FINDLAY, Ohio–(BUSINESS WIRE)–Cooper Tire & Rubber Company (NYSE: CTB) today announced that it plans to increase ownership in its Mexico joint venture tire manufacturing facility, Corporación de Occidente S.A. de C.V. (COOCSA), from 58 percent to 100 percent. Cooper and Trabajadores Democraticos de Occidente S.C. de R.L. de C.V. (TRADOC), which owns 42 percent of the joint venture, have entered into a definitive agreement under which Cooper will purchase TRADOC’s stake in COOCSA. A majority of TRADOC members today voted in favor of the agreement.
Pending government approval and other customary closing conditions, it is expected that the transaction will close in early 2020. In the meantime, operations at the facility, which makes passenger car and light truck tires, will continue as usual. Cooper and TRADOC have been partners in the joint venture plant, which is located near Guadalajara, since 2008.
“Full ownership of COOCSA is an important step in our strategic plan to optimize our global manufacturing footprint with cost-competitive production of quality tires to meet market demand, in this case throughout Latin America, as well as in North America,” said Cooper President & Chief Executive Officer Brad Hughes. “We will continue to make investments to modernize the facility in the future as it produces millions of high quality tires. Cooper is thankful for the efforts over the past 11 years of our JV partner, TRADOC, and we look forward to continuing to work with them and everyone at the plant as we pursue what we are confident will be a successful future in Mexico.”
This release contains what the company believes are “forward-looking statements,” as that term is defined under the Private Securities Litigation Reform Act of 1995, regarding projections, expectations or matters the company anticipates may happen with respect to the future performance of the industries in which it operates, the economies of the U.S. and other countries, or the performance of the company itself, which involve uncertainty and risk. Such forward-looking statements are generally, though not always, preceded by words such as “anticipates,” “expects,” “will,” “should,” “believes,” “projects,” “intends,” “plans,” “estimates,” and similar terms that connote a view to the future and are not merely recitations of historical fact. Such statements are made solely on the basis of the company’s current views and perceptions of future events, and there can be no assurance that such statements will prove to be true.
These forward-looking statements include, among others, statements regarding the company’s planned purchase of TRADOC’s stake in COOCSA, the expected timing of the completion of the transaction, permits and regulatory approvals, expected synergies and benefits of the transaction, the company’s planned investments in COOCSA, and expectations about future business plans and prospective performance and opportunities.

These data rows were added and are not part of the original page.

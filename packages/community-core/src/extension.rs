//! Registry of plugin-style extension fields on the profile field resource.
//!
//! An extension field is a named attribute layered onto a field's JSON
//! representation. Each one carries a get accessor (called when a field is
//! rendered) and an update accessor (called when a create or update request
//! carries the attribute). Accessors are resolved at request time.

use std::collections::BTreeMap;
use std::fmt;
use std::sync::{Arc, RwLock};

use serde::Serialize;
use serde_json::Value;

use crate::community::Community;
use crate::error::CommunityError;
use crate::profile::ProfileField;

/// Reads an extension attribute of a field.
pub type ExtensionGetter =
    Arc<dyn Fn(&Community, &ProfileField, &str) -> Result<Value, CommunityError> + Send + Sync>;

/// Writes an extension attribute of a field.
pub type ExtensionUpdater = Arc<
    dyn Fn(&Community, &ProfileField, &str, Value) -> Result<(), CommunityError> + Send + Sync,
>;

/// Schema advertised for an extension attribute.
#[derive(Debug, Clone, PartialEq, Eq, Serialize)]
pub struct ExtensionSchema {
    pub description: String,
    #[serde(rename = "type")]
    pub value_type: String,
    /// Request contexts in which the attribute is emitted
    pub context: Vec<String>,
}

impl ExtensionSchema {
    /// A string attribute visible in both `view` and `edit`.
    pub fn string(description: impl Into<String>) -> Self {
        Self {
            description: description.into(),
            value_type: "string".to_string(),
            context: vec!["view".to_string(), "edit".to_string()],
        }
    }
}

/// Accessor pair and schema of one extension attribute.
#[derive(Clone)]
pub struct ExtensionField {
    pub get: Option<ExtensionGetter>,
    pub update: Option<ExtensionUpdater>,
    pub schema: ExtensionSchema,
}

impl ExtensionField {
    /// An attribute with no accessors yet.
    pub fn new(schema: ExtensionSchema) -> Self {
        Self {
            get: None,
            update: None,
            schema,
        }
    }

    pub fn with_getter<F>(mut self, get: F) -> Self
    where
        F: Fn(&Community, &ProfileField, &str) -> Result<Value, CommunityError>
            + Send
            + Sync
            + 'static,
    {
        self.get = Some(Arc::new(get));
        self
    }

    pub fn with_updater<F>(mut self, update: F) -> Self
    where
        F: Fn(&Community, &ProfileField, &str, Value) -> Result<(), CommunityError>
            + Send
            + Sync
            + 'static,
    {
        self.update = Some(Arc::new(update));
        self
    }

    /// An attribute persisted in field meta under `_<name>`.
    ///
    /// Missing meta reads back as an empty string.
    pub fn meta_backed(schema: ExtensionSchema) -> Self {
        Self::new(schema)
            .with_getter(|community, field, name| {
                Ok(community
                    .field_meta(field.id, &format!("_{}", name))?
                    .unwrap_or_else(|| Value::String(String::new())))
            })
            .with_updater(|community, field, name, value| {
                community.update_field_meta(field.id, &format!("_{}", name), value)
            })
    }

    /// Whether the attribute is emitted for the given request context.
    pub fn in_context(&self, context: &str) -> bool {
        self.schema.context.iter().any(|c| c == context)
    }
}

impl fmt::Debug for ExtensionField {
    fn fmt(&self, f: &mut fmt::Formatter<'_>) -> fmt::Result {
        f.debug_struct("ExtensionField")
            .field("get", &self.get.is_some())
            .field("update", &self.update.is_some())
            .field("schema", &self.schema)
            .finish()
    }
}

/// Extension attributes keyed by name.
///
/// Thread-safe; plugins may register at any time.
#[derive(Debug, Default)]
pub struct ExtensionRegistry {
    fields: RwLock<BTreeMap<String, ExtensionField>>,
}

impl ExtensionRegistry {
    /// Creates an empty registry.
    pub fn new() -> Self {
        Self::default()
    }

    /// Registers an attribute.
    ///
    /// # Returns
    /// `Err(ExtensionAlreadyRegistered)` when the name is taken.
    pub fn register(
        &self,
        name: impl Into<String>,
        field: ExtensionField,
    ) -> Result<(), CommunityError> {
        let name = name.into();
        let mut fields = self.fields.write().map_err(|_| CommunityError::LockPoisoned)?;
        if fields.contains_key(&name) {
            return Err(CommunityError::ExtensionAlreadyRegistered { name });
        }
        tracing::debug!("Registered extension field '{}'", name);
        fields.insert(name, field);
        Ok(())
    }

    /// Removes an attribute. Returns `true` if it was registered.
    pub fn unregister(&self, name: &str) -> Result<bool, CommunityError> {
        let mut fields = self.fields.write().map_err(|_| CommunityError::LockPoisoned)?;
        Ok(fields.remove(name).is_some())
    }

    /// Looks up an attribute.
    pub fn get(&self, name: &str) -> Result<Option<ExtensionField>, CommunityError> {
        let fields = self.fields.read().map_err(|_| CommunityError::LockPoisoned)?;
        Ok(fields.get(name).cloned())
    }

    /// Snapshot of every registered attribute, in name order.
    pub fn entries(&self) -> Result<Vec<(String, ExtensionField)>, CommunityError> {
        let fields = self.fields.read().map_err(|_| CommunityError::LockPoisoned)?;
        Ok(fields
            .iter()
            .map(|(name, field)| (name.clone(), field.clone()))
            .collect())
    }

    /// Reads every attribute emitted in `context` for a field.
    pub fn values_for(
        &self,
        community: &Community,
        field: &ProfileField,
        context: &str,
    ) -> Result<BTreeMap<String, Value>, CommunityError> {
        let mut values = BTreeMap::new();
        for (name, extension) in self.entries()? {
            if !extension.in_context(context) {
                continue;
            }
            if let Some(get) = &extension.get {
                values.insert(name.clone(), get(community, field, &name)?);
            }
        }
        Ok(values)
    }

    /// Writes every registered attribute present in `params`.
    ///
    /// Attributes without an update accessor are ignored.
    pub fn apply_updates(
        &self,
        community: &Community,
        field: &ProfileField,
        params: &serde_json::Map<String, Value>,
    ) -> Result<(), CommunityError> {
        for (name, extension) in self.entries()? {
            let (Some(value), Some(update)) = (params.get(&name), &extension.update) else {
                continue;
            };
            update(community, field, &name, value.clone())?;
        }
        Ok(())
    }
}

#[cfg(test)]
mod tests {
    use super::*;
    use crate::profile::{FieldType, NewField, NewFieldGroup};
    use serde_json::json;

    fn field_in(community: &Community) -> ProfileField {
        let group = community.create_group(NewFieldGroup::named("G")).unwrap();
        community
            .create_field(NewField::new(group.id, FieldType::Textbox, "F"))
            .unwrap()
    }

    #[test]
    fn test_duplicate_registration_rejected() {
        let registry = ExtensionRegistry::new();
        registry
            .register("foo", ExtensionField::new(ExtensionSchema::string("foo")))
            .unwrap();
        assert_eq!(
            registry
                .register("foo", ExtensionField::new(ExtensionSchema::string("again")))
                .unwrap_err(),
            CommunityError::ExtensionAlreadyRegistered {
                name: "foo".to_string()
            }
        );
        assert!(registry.unregister("foo").unwrap());
        assert!(!registry.unregister("foo").unwrap());
        assert!(registry.get("foo").unwrap().is_none());
    }

    #[test]
    fn test_meta_backed_round_trip() {
        let community = Community::new();
        let field = field_in(&community);
        let registry = ExtensionRegistry::new();
        registry
            .register(
                "foo_field_key",
                ExtensionField::meta_backed(ExtensionSchema::string("meta")),
            )
            .unwrap();

        let mut params = serde_json::Map::new();
        params.insert("foo_field_key".to_string(), json!("bar_field_value"));
        params.insert("unrelated".to_string(), json!(1));
        registry.apply_updates(&community, &field, &params).unwrap();

        assert_eq!(
            community.field_meta(field.id, "_foo_field_key").unwrap(),
            Some(json!("bar_field_value"))
        );
        let values = registry.values_for(&community, &field, "view").unwrap();
        assert_eq!(values.get("foo_field_key"), Some(&json!("bar_field_value")));
        assert!(!values.contains_key("unrelated"));
    }

    #[test]
    fn test_context_filtering() {
        let community = Community::new();
        let field = field_in(&community);
        let registry = ExtensionRegistry::new();
        let mut schema = ExtensionSchema::string("edit only");
        schema.context = vec!["edit".to_string()];
        registry
            .register(
                "secret",
                ExtensionField::new(schema).with_getter(|_, _, _| Ok(json!("s"))),
            )
            .unwrap();

        assert!(registry
            .values_for(&community, &field, "view")
            .unwrap()
            .is_empty());
        assert_eq!(
            registry
                .values_for(&community, &field, "edit")
                .unwrap()
                .get("secret"),
            Some(&json!("s"))
        );
    }

    #[test]
    fn test_poisoned_registry_reports_error() {
        let registry = Arc::new(ExtensionRegistry::new());
        let poisoner = Arc::clone(&registry);
        let _ = std::thread::spawn(move || {
            let _guard = poisoner.fields.write().unwrap();
            panic!("poison the registry");
        })
        .join();

        assert_eq!(registry.entries().unwrap_err(), CommunityError::LockPoisoned);
        assert_eq!(registry.get("foo").unwrap_err(), CommunityError::LockPoisoned);
        assert_eq!(
            registry.unregister("foo").unwrap_err(),
            CommunityError::LockPoisoned
        );
        let community = Community::new();
        let field = field_in(&community);
        assert_eq!(
            registry.values_for(&community, &field, "view").unwrap_err(),
            CommunityError::LockPoisoned
        );
    }
}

There is no assurance that the potential transaction will be consummated, and there are a number of risks and uncertainties that could cause actual results to differ materially from the forward-looking statements made herein, including the timing to consummate the potential transaction, the ability and timing to obtain required permits and regulatory approvals and satisfy other closing conditions, the company’s ability to finance planned investments in COOCSA and the company’s ability to realize the benefits contemplated by the potential transaction.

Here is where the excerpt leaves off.